Compartilho com vocês o discurso que escrevi e proferi enquanto orador de turma na solenidade de colação de grau do curso de Direito da UERJ, nesse último mês.


FAZENDO JUSTIÇA

(ou “desculpas” e/ou “muito obrigado!”)
2 de setembro de 2013.


Caros formandos, professores, funcionários, familiares e amigos.
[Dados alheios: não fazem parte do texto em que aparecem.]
//! # Configuration
//!
//! Conversion parameters and the JSON scene document consumed by the command line.
//!
//! A scene document carries the raw layers as nested arrays. JSON has no NaN, so missing
//! building heights are written as `null`:
//!
//! ```json
//! {
//!   "building_height": [[null, 0.0]],
//!   "building_segments": [[[[0.0, null]], []]],
//!   "land_cover": [[12, 0]],
//!   "elevation": [[3.0, 2.5]],
//!   "canopy_height": [[0.0, 9.0]],
//!   "config": { "voxel_size": 1.0 }
//! }
//! ```

use std::{fs, path::Path};

use serde::{Deserialize, Serialize};

use crate::error::{Result, VoxelCityError};
use crate::voxels::layers::{
    BuildingSegment, Grid2, RasterLayers, SegmentGrid, DEFAULT_MISSING_HEIGHT,
};

/// Default ratio of trunk height to total tree height.
pub const DEFAULT_TRUNK_HEIGHT_RATIO: f64 = 11.76 / 19.98;

/// Parameters of one raster-to-voxel conversion.
#[derive(Debug, Clone, PartialEq, Serialize, Deserialize)]
#[serde(default)]
pub struct ConversionConfig {
    /// Edge length of one voxel in meters
    pub voxel_size: f64,
    /// Fraction of a tree's height taken by the trunk, in `(0, 1)`
    pub trunk_height_ratio: f64,
    /// Height in meters substituted for NaN building heights and segment bounds
    pub missing_height_default: f64,
    /// Run column fill and per-layer meshing on the rayon pool
    pub parallel: bool,
}

impl Default for ConversionConfig {
    fn default() -> Self {
        ConversionConfig {
            voxel_size: 1.0,
            trunk_height_ratio: DEFAULT_TRUNK_HEIGHT_RATIO,
            missing_height_default: DEFAULT_MISSING_HEIGHT,
            parallel: true,
        }
    }
}

impl ConversionConfig {
    /// Checks that every parameter is inside its domain.
    pub fn validate(&self) -> Result<()> {
        if !(self.voxel_size.is_finite() && self.voxel_size > 0.0) {
            return Err(VoxelCityError::invalid_parameter(
                "voxel_size",
                self.voxel_size,
                "must be a positive finite number",
            ));
        }
        if !(self.trunk_height_ratio > 0.0 && self.trunk_height_ratio < 1.0) {
            return Err(VoxelCityError::invalid_parameter(
                "trunk_height_ratio",
                self.trunk_height_ratio,
                "must lie strictly between 0 and 1",
            ));
        }
        if !self.missing_height_default.is_finite() {
            return Err(VoxelCityError::invalid_parameter(
                "missing_height_default",
                self.missing_height_default,
                "must be finite",
            ));
        }
        Ok(())
    }
}

/// The JSON input document of the `mesh` and `voxelize` commands.
#[derive(Debug, Clone, Serialize, Deserialize)]
pub struct SceneFile {
    pub building_height: Vec<Vec<Option<f64>>>,
    /// Per cell, a list of `[min, max]` pairs; may be omitted when there are no buildings
    #[serde(default)]
    pub building_segments: Option<Vec<Vec<Vec<[Option<f64>; 2]>>>>,
    /// 0-based land-cover classes
    pub land_cover: Vec<Vec<i32>>,
    pub elevation: Vec<Vec<f64>>,
    pub canopy_height: Vec<Vec<Option<f64>>>,
    #[serde(default)]
    pub building_id: Option<Vec<Vec<u32>>>,
    #[serde(default)]
    pub config: ConversionConfig,
}

fn nan_for_null(rows: Vec<Vec<Option<f64>>>) -> Vec<Vec<f64>> {
    rows.into_iter()
        .map(|row| row.into_iter().map(|v| v.unwrap_or(f64::NAN)).collect())
        .collect()
}

impl SceneFile {
    /// Reads a scene document from disk.
    pub fn load(path: &Path) -> Result<Self> {
        let text = fs::read_to_string(path)?;
        Ok(serde_json::from_str(&text)?)
    }

    /// Converts the document into raw layers and its conversion parameters.
    pub fn into_layers(self) -> Result<(RasterLayers, ConversionConfig)> {
        let building_height = Grid2::from_rows("building_height", nan_for_null(self.building_height))?;
        let (rows, cols) = building_height.shape();

        let building_segments = match self.building_segments {
            Some(cells) => SegmentGrid::from_rows(
                cells
                    .into_iter()
                    .map(|row| {
                        row.into_iter()
                            .map(|cell| {
                                cell.into_iter()
                                    .map(|[min, max]| {
                                        BuildingSegment::new(
                                            min.unwrap_or(f64::NAN),
                                            max.unwrap_or(f64::NAN),
                                        )
                                    })
                                    .collect()
                            })
                            .collect()
                    })
                    .collect(),
            )?,
            None => SegmentGrid::empty(rows, cols),
        };

        // Absent canopy data means no tree rather than a missing height.
        let canopy_height = self
            .canopy_height
            .into_iter()
            .map(|row| row.into_iter().map(|v| v.unwrap_or(0.0)).collect())
            .collect();

        let building_id = self
            .building_id
            .map(|ids| Grid2::from_rows("building_id", ids))
            .transpose()?;

        let layers = RasterLayers {
            building_height,
            building_segments,
            land_cover: Grid2::from_rows("land_cover", self.land_cover)?,
            elevation: Grid2::from_rows("elevation", self.elevation)?,
            canopy_height: Grid2::from_rows("canopy_height", canopy_height)?,
            building_id,
        };
        Ok((layers, self.config))
    }
}

/// Reads a single 2D grid of numbers from a JSON file, with `null` read as NaN.
///
/// Used for the value and elevation inputs of the surface export.
pub fn load_value_grid(path: &Path, layer: &'static str) -> Result<Grid2<f64>> {
    let text = fs::read_to_string(path)?;
    let rows: Vec<Vec<Option<f64>>> = serde_json::from_str(&text)?;
    Grid2::from_rows(layer, nan_for_null(rows))
}

#[cfg(test)]
mod tests {
    use super::*;

    #[test]
    fn defaults_are_valid() {
        let config = ConversionConfig::default();
        assert!(config.validate().is_ok());
        assert!((config.trunk_height_ratio - 0.5886).abs() < 1e-4);
        assert_eq!(config.missing_height_default, 10.0);
    }

    #[test]
    fn rejects_bad_parameters() {
        let zero_size = ConversionConfig {
            voxel_size: 0.0,
            ..ConversionConfig::default()
        };
        assert!(matches!(
            zero_size.validate(),
            Err(VoxelCityError::InvalidParameter {
                name: "voxel_size",
                ..
            })
        ));

        let full_trunk = ConversionConfig {
            trunk_height_ratio: 1.0,
            ..ConversionConfig::default()
        };
        assert!(matches!(
            full_trunk.validate(),
            Err(VoxelCityError::InvalidParameter {
                name: "trunk_height_ratio",
                ..
            })
        ));
    }

    #[test]
    fn scene_nulls_become_nan() {
        let scene: SceneFile = serde_json::from_str(
            r#"{
                "building_height": [[null, 4.0]],
                "building_segments": [[[[0.0, null]], []]],
                "land_cover": [[2, 0]],
                "elevation": [[1.0, 2.0]],
                "canopy_height": [[null, 3.0]],
                "config": { "voxel_size": 2.0 }
            }"#,
        )
        .unwrap();

        let (layers, config) = scene.into_layers().unwrap();

        assert_eq!(config.voxel_size, 2.0);
        assert_eq!(config.trunk_height_ratio, DEFAULT_TRUNK_HEIGHT_RATIO);
        assert!(layers.building_height.get(0, 0).is_nan());
        assert!(layers.building_segments.segments_at(0, 0)[0].max_height.is_nan());
        assert!(layers.building_segments.segments_at(0, 1).is_empty());
        assert_eq!(*layers.canopy_height.get(0, 0), 0.0);
    }

    #[test]
    fn value_grids_load_from_disk() {
        let dir = tempfile::tempdir().unwrap();
        let path = dir.path().join("values.json");
        fs::write(&path, "[[1.5, null], [0.0, 2.0]]").unwrap();

        let grid = load_value_grid(&path, "values").unwrap();

        assert_eq!(grid.shape(), (2, 2));
        assert!(grid.get(0, 1).is_nan());
        assert_eq!(*grid.get(1, 1), 2.0);
    }
}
Foi com prazer – e alguma apreensão – que recebi e aceitei a honra de falar em nome dos quase setenta formandos que de modo merecido aqui estão a comemorar a conclusão do bacharelado em Direito pela Faculdade de Direito da Universidade do Estado do Rio de Janeiro. Missão difícil porque, num universo de setenta pessoas tão diferentes e não tão entrosadas (sejamos francos), é duro equilibrar a generalidade de um discurso com a sua visceralidade. Porque a generalidade cobra o preço da pouca significância e a visceralidade cobra o preço da receptividade seletiva. Equilibrar-se num discurso de formatura é não deixar que se fale pouco a muitos, nem que se fale muito a tão poucos.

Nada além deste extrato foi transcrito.